Who Needs Agile Training?

Who Needs Agile Training?

Agile Training

Agile was created as a methodology for breaking complex and large projects into smaller, manageable pieces of usable value and providing teams with continuous feedback throughout their work. But who needs Agile training and is it right for your organization? 

Acquiring Agile knowledge is more than just a project management strategy. Agile adoption involves an adaptive mindset designed to continuously improve productivity, encourage stakeholder engagement, and meet customer requirements. The Agile mindset helps project teams embrace change and leverage it to their benefit. 

The idea of having the right people on your development team is much more important than just having useful tools and processes for performing the work. This is among the key points of Agile. With the right combination of abilities and talents, a software development team can react quickly to sudden problems, impediments, and changes in customers’ requests. Agile advocates that development teams are largely autonomous, with Agile project managers getting involved only to help their teams cope with organizational issues that they cannot solve independently. Teams deliver software to customers in frequent intervals to receive feedback and adapt every subsequent version of the product to that feedback.

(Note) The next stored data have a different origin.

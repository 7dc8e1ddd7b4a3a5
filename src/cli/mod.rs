//! Command-line interface implementation
//!
//! This module provides the CLI entry point and dispatches to submodules
//! for specific command implementations.

mod edit;
mod import;
mod info;

use clap::{Parser, Subcommand};
use std::path::{Path, PathBuf};
use std::process::ExitCode;

use crate::color::Pixel;
use crate::config::{self, IconsmithConfig};
use crate::icon::{self, IconMetadata};
use crate::grid::PixelGrid;
use crate::raster::{self, Resample};
use crate::stamp::Anchor;

pub use info::PaletteAction;

/// Exit codes
pub(crate) const EXIT_SUCCESS: u8 = 0;
pub(crate) const EXIT_ERROR: u8 = 1;
pub(crate) const EXIT_INVALID_ARGS: u8 = 2;

/// Iconsmith - edit pixel-art icons from the command line
#[derive(Parser)]
#[command(name = "iconsmith")]
#[command(about = "Iconsmith - create, edit, and convert pixel-art icons")]
#[command(version)]
pub struct Cli {
    /// Path to iconsmith.toml (default: search upward from the current directory)
    #[arg(short, long, global = true, value_name = "PATH")]
    pub config: Option<PathBuf>,

    /// Increase log verbosity (-v debug, -vv trace)
    #[arg(short, long, global = true, action = clap::ArgAction::Count)]
    pub verbose: u8,

    #[command(subcommand)]
    pub command: Commands,
}

#[derive(Subcommand)]
pub enum Commands {
    /// Create a new blank icon document
    New {
        /// Output .json file
        output: PathBuf,

        /// Edge length in cells (default: editor.size from config)
        #[arg(long)]
        size: Option<usize>,

        /// Background color, or "transparent"
        #[arg(long, default_value = "#FFFFFF")]
        background: String,

        #[arg(long)]
        title: Option<String>,

        #[arg(long)]
        author: Option<String>,

        /// Comma-separated tags
        #[arg(long)]
        tags: Option<String>,

        #[arg(long)]
        description: Option<String>,
    },

    /// Paint, erase, and fill cells of an icon
    Draw {
        /// Icon to modify (.json or bitmap)
        input: PathBuf,

        /// Drawing color for operations that do not name one
        #[arg(long)]
        color: Option<String>,

        /// Set a cell: X,Y[=COLOR] (e.g. --set 3,4=#FF0000)
        #[arg(long, value_name = "X,Y[=COLOR]")]
        set: Vec<String>,

        /// Make a cell transparent: X,Y
        #[arg(long, value_name = "X,Y")]
        erase: Vec<String>,

        /// Flood fill from a seed cell: X,Y[=COLOR]
        #[arg(long, value_name = "X,Y[=COLOR]")]
        fill: Vec<String>,

        /// Tolerance for --fill and --fill-similar (default: editor.fill_tolerance)
        #[arg(long)]
        tolerance: Option<i64>,

        /// Replace every cell close to TARGET with REPLACEMENT
        #[arg(long, value_name = "TARGET=REPLACEMENT")]
        fill_similar: Vec<String>,

        /// Output file (default: overwrite input)
        #[arg(short, long)]
        output: Option<PathBuf>,
    },

    /// Apply whole-image transforms in order (e.g. flip-h rotate:90 quantize:8)
    Transform {
        /// Icon to modify
        input: PathBuf,

        /// Transform operations
        #[arg(required = true, value_name = "OP")]
        ops: Vec<String>,

        /// Output file (default: overwrite input)
        #[arg(short, long)]
        output: Option<PathBuf>,
    },

    /// Overlay a stamp (icon or bitmap) onto an icon
    Stamp {
        /// Icon to modify
        input: PathBuf,

        /// Stamp file (.json or bitmap), used at its native size
        stamp: PathBuf,

        /// Top-left offset X,Y (may be negative)
        #[arg(long, value_name = "X,Y", allow_hyphen_values = true, conflicts_with = "anchor")]
        at: Option<String>,

        /// Quick placement
        #[arg(long, value_enum)]
        anchor: Option<Anchor>,

        /// Scale factor applied to the stamp (e.g. 0.5, 2)
        #[arg(long, default_value_t = 1.0)]
        scale: f32,

        /// Treat this color as transparent in the stamp
        #[arg(long, value_name = "COLOR")]
        chroma: Option<String>,

        /// Output file (default: overwrite input)
        #[arg(short, long)]
        output: Option<PathBuf>,
    },

    /// Convert bitmaps into icon documents
    Import {
        /// Image file or glob pattern (e.g. "art/*.png")
        input: String,

        /// Output .json file (single input) or directory
        /// (default: storage.icons_dir from config)
        #[arg(short, long)]
        output: Option<PathBuf>,

        /// Edge length in cells (default: editor.size from config)
        #[arg(long)]
        size: Option<usize>,

        /// Resampling filter (default: editor.resample from config)
        #[arg(long, value_enum)]
        resample: Option<Resample>,
    },

    /// Render an icon to PNG
    Render {
        /// Icon to render
        input: PathBuf,

        /// Output PNG (default: {input}.png)
        #[arg(short, long)]
        output: Option<PathBuf>,

        /// Integer upscale factor
        #[arg(long, default_value_t = 1)]
        scale: u32,
    },

    /// Show icon metadata and a terminal preview
    Info {
        /// Icon to inspect
        input: PathBuf,

        /// Skip the colored preview
        #[arg(long)]
        no_preview: bool,
    },

    /// List and inspect color palettes
    Palettes {
        #[command(subcommand)]
        action: PaletteAction,
    },
}

/// Initialize `env_logger`; `RUST_LOG` wins over `-v`.
fn init_logging(verbose: u8) {
    let level = match verbose {
        0 => "warn",
        1 => "debug",
        _ => "trace",
    };
    let _ = env_logger::Builder::from_env(env_logger::Env::default().default_filter_or(level))
        .format_timestamp(None)
        .try_init();
}

pub fn run() -> ExitCode {
    let cli = Cli::parse();
    init_logging(cli.verbose);

    let config = match config::load_config(cli.config.as_deref()) {
        Ok(c) => c,
        Err(e) => {
            eprintln!("Error: {}", e);
            return ExitCode::from(EXIT_ERROR);
        }
    };

    match cli.command {
        Commands::New { output, size, background, title, author, tags, description } => {
            let metadata = IconMetadata {
                title: title.unwrap_or_default(),
                author: author.unwrap_or_default(),
                tags: tags.as_deref().map(IconMetadata::parse_tags).unwrap_or_default(),
                description: description.unwrap_or_default(),
                ..IconMetadata::default()
            };
            edit::run_new(&config, &output, size, &background, metadata)
        }
        Commands::Draw { input, color, set, erase, fill, tolerance, fill_similar, output } => {
            edit::run_draw(
                &config,
                &input,
                &edit::DrawArgs {
                    color: color.as_deref(),
                    set: &set,
                    erase: &erase,
                    fill: &fill,
                    tolerance,
                    fill_similar: &fill_similar,
                },
                output.as_deref(),
            )
        }
        Commands::Transform { input, ops, output } => {
            edit::run_transform(&config, &input, &ops, output.as_deref())
        }
        Commands::Stamp { input, stamp, at, anchor, scale, chroma, output } => edit::run_stamp(
            &config,
            &input,
            &stamp,
            at.as_deref(),
            anchor,
            scale,
            chroma.as_deref(),
            output.as_deref(),
        ),
        Commands::Import { input, output, size, resample } => {
            import::run_import(&config, &input, output.as_deref(), size, resample)
        }
        Commands::Render { input, output, scale } => {
            import::run_render(&config, &input, output.as_deref(), scale)
        }
        Commands::Info { input, no_preview } => info::run_info(&config, &input, !no_preview),
        Commands::Palettes { action } => info::run_palettes(&config, action),
    }
}

/// Parse `X,Y` into unsigned cell coordinates.
/// Validate an icon edge length given on the command line.
pub(crate) fn check_size(size: usize) -> Result<usize, String> {
    if size == 0 || size > config::MAX_SIZE {
        return Err(format!("--size must be between 1 and {}, got {}", config::MAX_SIZE, size));
    }
    Ok(size)
}

pub(crate) fn parse_cell(s: &str) -> Result<(usize, usize), String> {
    let (x, y) = parse_offset(s)?;
    if x < 0 || y < 0 {
        return Err(format!("coordinates must not be negative: '{}'", s));
    }
    Ok((x as usize, y as usize))
}

/// Parse `X,Y` into signed offsets.
pub(crate) fn parse_offset(s: &str) -> Result<(i64, i64), String> {
    let (x, y) = s
        .split_once(',')
        .ok_or_else(|| format!("expected X,Y but got '{}'", s))?;
    let parse = |v: &str| {
        v.trim().parse::<i64>().map_err(|_| format!("invalid coordinate '{}' in '{}'", v.trim(), s))
    };
    Ok((parse(x)?, parse(y)?))
}

/// Parse a color argument (hex, rgb()/rgba(), numeric list, or "transparent").
pub(crate) fn parse_pixel_arg(s: &str) -> Result<Pixel, String> {
    Pixel::parse(s).map_err(|e| format!("invalid color '{}': {}", s, e))
}

/// Parse `X,Y[=COLOR]`; a missing color yields `None`.
pub(crate) fn parse_cell_assignment(s: &str) -> Result<((usize, usize), Option<Pixel>), String> {
    match s.split_once('=') {
        Some((cell, color)) => Ok((parse_cell(cell)?, Some(parse_pixel_arg(color)?))),
        None => Ok((parse_cell(s)?, None)),
    }
}

/// Load an icon at its own size.
pub(crate) fn load_icon(
    config: &IconsmithConfig,
    path: &Path,
) -> Result<(PixelGrid, IconMetadata), icon::IconError> {
    icon::load_icon(path, None, config.editor.resample)
}

/// Write a grid to `path`: a `.json` document, or a PNG for anything else.
pub(crate) fn write_icon(
    path: &Path,
    grid: &PixelGrid,
    metadata: &IconMetadata,
) -> Result<(), icon::IconError> {
    let is_json =
        path.extension().and_then(|e| e.to_str()).is_some_and(|e| e.eq_ignore_ascii_case("json"));
    if is_json {
        icon::save_icon(path, grid, metadata)
    } else {
        Ok(raster::save_png(&raster::to_image(grid), path)?)
    }
}

/// "Did you mean" hint for a mistyped name.
pub(crate) fn did_you_mean(query: &str, candidates: &[&str]) -> Option<String> {
    let query = query.to_lowercase();
    candidates
        .iter()
        .map(|c| (c, edit_distance(&query, &c.to_lowercase())))
        .filter(|(_, d)| *d <= 3)
        .min_by_key(|(_, d)| *d)
        .map(|(c, _)| format!("Did you mean '{}'?", c))
}

fn edit_distance(a: &str, b: &str) -> usize {
    let b: Vec<char> = b.chars().collect();
    let mut row: Vec<usize> = (0..=b.len()).collect();
    for (i, ca) in a.chars().enumerate() {
        let mut diag = row[0];
        row[0] = i + 1;
        for (j, cb) in b.iter().enumerate() {
            let above = row[j + 1];
            row[j + 1] = (above + 1).min(row[j] + 1).min(diag + usize::from(ca != *cb));
            diag = above;
        }
    }
    row[b.len()]
}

Who Needs Agile Training and Certification Training?

It is best to have your teams trained in Agile if your organization will be tackling complex, extensive, and multilayered projects. Once you come to experience success in terms of quality, productivity, and customer satisfaction, you will know that it was worth the investment.

Agile teams usually feel like they already have a good grasp of Agile and Scrum while going through an Agile transformation. However, when asked about their progress toward business outcomes that their company wants to achieve by Agile transformation, their answer is not as confident. More often than not, business owners and executives haven’t fully considered what business objectives they hope to meet through implementing Agile. Their interest in Agile usually comes from wanting to achieve things like better market responsiveness, increased speed, and customer satisfaction.

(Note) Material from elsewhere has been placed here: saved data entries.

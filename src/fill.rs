//! Flood fill and fill-similar over a [`PixelGrid`].
//!
//! Both operations use the alpha-blind [`distance`] metric: a cell matches
//! when `distance(cell, target) <= tolerance`.

use crate::color::{distance, Pixel};
use crate::grid::{GridError, PixelGrid};

/// Default tolerance used by the editor's fill tool.
pub const DEFAULT_TOLERANCE: u32 = 32;

/// Result of a fill operation.
#[derive(Debug, Clone, Copy, PartialEq, Eq, Default)]
pub struct FillOutcome {
    /// Number of cells written.
    pub changed: usize,
}

impl FillOutcome {
    pub fn is_noop(&self) -> bool {
        self.changed == 0
    }
}

/// Flood fill the 4-connected region reachable from `seed`.
///
/// Every cell reachable from the seed through matching cells (the seed
/// included) is set to `replacement`. The seed is held to the same predicate
/// as every other cell, so a seed that does not match `target` fills
/// nothing. Filling with `replacement == target` is a no-op.
///
/// Traversal uses an explicit stack and a visited bitmap, so each cell is
/// evaluated at most once.
pub fn flood_fill(
    grid: &mut PixelGrid,
    seed: (usize, usize),
    target: Pixel,
    replacement: Pixel,
    tolerance: i64,
) -> Result<FillOutcome, GridError> {
    let (sx, sy) = seed;
    grid.try_get(sx, sy)?;

    if replacement == target {
        log::debug!("flood fill at ({},{}) with {} is a no-op (same as target)", sx, sy, target);
        return Ok(FillOutcome::default());
    }

    let tolerance = tolerance.max(0) as u64;
    let width = grid.width();
    let height = grid.height();
    let mut visited = vec![false; width * height];
    let mut stack = vec![(sx, sy)];
    let mut changed = 0;

    while let Some((x, y)) = stack.pop() {
        let idx = y * width + x;
        if visited[idx] {
            continue;
        }
        visited[idx] = true;

        let current = grid.cells()[idx];
        if distance(current, target) as u64 > tolerance {
            continue;
        }

        grid.cells_mut()[idx] = replacement;
        changed += 1;

        // Neighbors past the edge are dropped; the boundary does not wrap.
        if x + 1 < width {
            stack.push((x + 1, y));
        }
        if x > 0 {
            stack.push((x - 1, y));
        }
        if y + 1 < height {
            stack.push((x, y + 1));
        }
        if y > 0 {
            stack.push((x, y - 1));
        }
    }

    Ok(FillOutcome { changed })
}

/// Replace every cell within `tolerance` of `target`, connected or not.
pub fn fill_similar(
    grid: &mut PixelGrid,
    target: Pixel,
    replacement: Pixel,
    tolerance: i64,
) -> FillOutcome {
    if replacement == target {
        return FillOutcome::default();
    }
    let tolerance = tolerance.max(0) as u64;
    let mut changed = 0;
    for cell in grid.cells_mut() {
        if distance(*cell, target) as u64 <= tolerance {
            *cell = replacement;
            changed += 1;
        }
    }
    FillOutcome { changed }
}
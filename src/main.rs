//! Iconsmith - command-line pixel-art icon editor

use std::process::ExitCode;

use iconsmith::cli;

fn main() -> ExitCode {
    cli::run()
}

Putting the focus on business outcomes enables the company to look at Agile transformation from a broader perspective and understand that it affects all levels of the organization (and not just the software teams).

We will look at the most important signs indicating that your leaders and teams need an introduction to Agile training to identify your enterprise’s desired objectives and increase business value. 

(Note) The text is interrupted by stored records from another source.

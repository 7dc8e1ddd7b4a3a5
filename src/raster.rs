//! Raster conversion between pixel grids and RGBA bitmaps, plus PNG I/O.
//!
//! A transparent cell becomes alpha 0; any other cell keeps its RGBA value.
//! Sampling a bitmap back into cells quantizes alpha the same way, so
//! `from_image(&to_image(&grid), n, _)` returns `grid` whenever no resize
//! happens.

use std::io;
use std::path::Path;

use image::codecs::png::PngEncoder;
use image::imageops::FilterType;
use image::{ColorType, ImageEncoder, RgbaImage};
use serde::{Deserialize, Serialize};
use thiserror::Error;

use crate::color::Pixel;
use crate::grid::PixelGrid;

/// Error type for raster operations
#[derive(Debug, Error)]
pub enum RasterError {
    /// IO error during file operations
    #[error("IO error: {0}")]
    Io(#[from] io::Error),
    /// Source bytes are not a decodable bitmap
    #[error("cannot decode image: {0}")]
    Decode(#[source] image::ImageError),
    /// PNG encoding failed
    #[error("cannot encode PNG: {0}")]
    Encode(#[source] image::ImageError),
    /// Image has a zero dimension
    #[error("image has no pixels ({width}x{height})")]
    Empty { width: u32, height: u32 },
    /// Scaled output would exceed `MAX_SCALED_EDGE`
    #[error("{width}x{height} scaled by {factor} exceeds {max} pixels per side")]
    TooLarge { width: u32, height: u32, factor: u32, max: u32 },
}

/// Largest edge `scale_image` will produce.
pub const MAX_SCALED_EDGE: u32 = 16_384;

/// Resampling filter used when a bitmap has to be resized to the grid size.
#[derive(
    Debug, Clone, Copy, PartialEq, Eq, Default, Serialize, Deserialize, clap::ValueEnum,
)]
#[serde(rename_all = "lowercase")]
pub enum Resample {
    /// Nearest-neighbor (keeps hard pixel edges)
    Nearest,
    /// Cubic interpolation
    Bicubic,
    /// Lanczos with window 3 (smooth downsampling of photos)
    #[default]
    Lanczos,
}

impl Resample {
    pub fn filter(self) -> FilterType {
        match self {
            Resample::Nearest => FilterType::Nearest,
            Resample::Bicubic => FilterType::CatmullRom,
            Resample::Lanczos => FilterType::Lanczos3,
        }
    }
}

/// Render a grid (square or not) to an RGBA bitmap of the same dimensions.
pub fn to_image(grid: &PixelGrid) -> RgbaImage {
    let mut img = RgbaImage::new(grid.width() as u32, grid.height() as u32);
    for (y, row) in grid.rows().enumerate() {
        for (x, pixel) in row.iter().enumerate() {
            img.put_pixel(x as u32, y as u32, pixel.to_rgba());
        }
    }
    img
}

/// Sample a bitmap into a `size`×`size` grid, resizing first if needed.
pub fn from_image(image: &RgbaImage, size: usize, resample: Resample) -> PixelGrid {
    from_image_sized(image, size, size, resample)
}

/// Sample a bitmap into a `width`×`height` grid, resizing first if needed.
pub fn from_image_sized(
    image: &RgbaImage,
    width: usize,
    height: usize,
    resample: Resample,
) -> PixelGrid {
    let (w, h) = (width as u32, height as u32);
    if image.dimensions() == (w, h) {
        return from_image_native(image);
    }
    log::debug!(
        "resampling {}x{} image to {}x{} ({:?})",
        image.width(),
        image.height(),
        w,
        h,
        resample
    );
    let resized = image::imageops::resize(image, w, h, resample.filter());
    from_image_native(&resized)
}

/// Sample a bitmap cell-for-pixel, without resizing.
pub fn from_image_native(image: &RgbaImage) -> PixelGrid {
    let (w, h) = image.dimensions();
    let mut grid = PixelGrid::transparent(w as usize, h as usize);
    for (x, y, px) in image.enumerate_pixels() {
        // enumerate_pixels stays inside the image, which matches the grid
        let _ = grid.set(x as usize, y as usize, Pixel::from_image(*px));
    }
    grid
}

/// Decode PNG (or any format the `image` crate recognizes) from memory.
pub fn decode_image(bytes: &[u8]) -> Result<RgbaImage, RasterError> {
    let img = image::load_from_memory(bytes).map_err(RasterError::Decode)?.to_rgba8();
    if img.width() == 0 || img.height() == 0 {
        return Err(RasterError::Empty { width: img.width(), height: img.height() });
    }
    Ok(img)
}

/// Read and decode a bitmap file.
pub fn load_image(path: &Path) -> Result<RgbaImage, RasterError> {
    let bytes = std::fs::read(path)?;
    decode_image(&bytes)
}

/// Encode an RGBA bitmap as PNG bytes.
pub fn encode_png(image: &RgbaImage) -> Result<Vec<u8>, RasterError> {
    let mut bytes = Vec::new();
    PngEncoder::new(&mut bytes)
        .write_image(image.as_raw(), image.width(), image.height(), ColorType::Rgba8)
        .map_err(RasterError::Encode)?;
    Ok(bytes)
}

/// Render a grid and encode it as PNG bytes.
pub fn grid_to_png(grid: &PixelGrid) -> Result<Vec<u8>, RasterError> {
    encode_png(&to_image(grid))
}

/// Save an RGBA image to a PNG file, creating parent directories as needed.
pub fn save_png(image: &RgbaImage, path: &Path) -> Result<(), RasterError> {
    if let Some(parent) = path.parent() {
        if !parent.as_os_str().is_empty() && !parent.exists() {
            std::fs::create_dir_all(parent)?;
        }
    }
    std::fs::write(path, encode_png(image)?)?;
    Ok(())
}

/// Scale image by integer factor using nearest-neighbor interpolation.
///
/// This preserves crisp pixel edges for pixel art.
pub fn scale_image(image: RgbaImage, factor: u32) -> Result<RgbaImage, RasterError> {
    if factor <= 1 {
        return Ok(image);
    }
    let (w, h) = image.dimensions();
    let too_large = || RasterError::TooLarge { width: w, height: h, factor, max: MAX_SCALED_EDGE };
    let nw = w.checked_mul(factor).filter(|&v| v <= MAX_SCALED_EDGE).ok_or_else(too_large)?;
    let nh = h.checked_mul(factor).filter(|&v| v <= MAX_SCALED_EDGE).ok_or_else(too_large)?;
    Ok(image::imageops::resize(&image, nw, nh, FilterType::Nearest))
}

  1. Teams are not working well together

Whether it’s throughout the entire development process, during sprint retrospectives, or in the daily standup, your team members are unwilling to adjust as needed, overly critical, or getting hung up on personality problems. These situations are slowing everything down and pose a threat to your project’s success. Thanks to an Agile training course facilitated by Agile-certified trainer, you can deal with these problems at their core. Adopting an Agile framework can help all team members understand all member roles and adequately fulfill their own. Furthermore, Agile coaching and training can help Product Owners and Scrum Masters identify and solve issues that creep up in the future.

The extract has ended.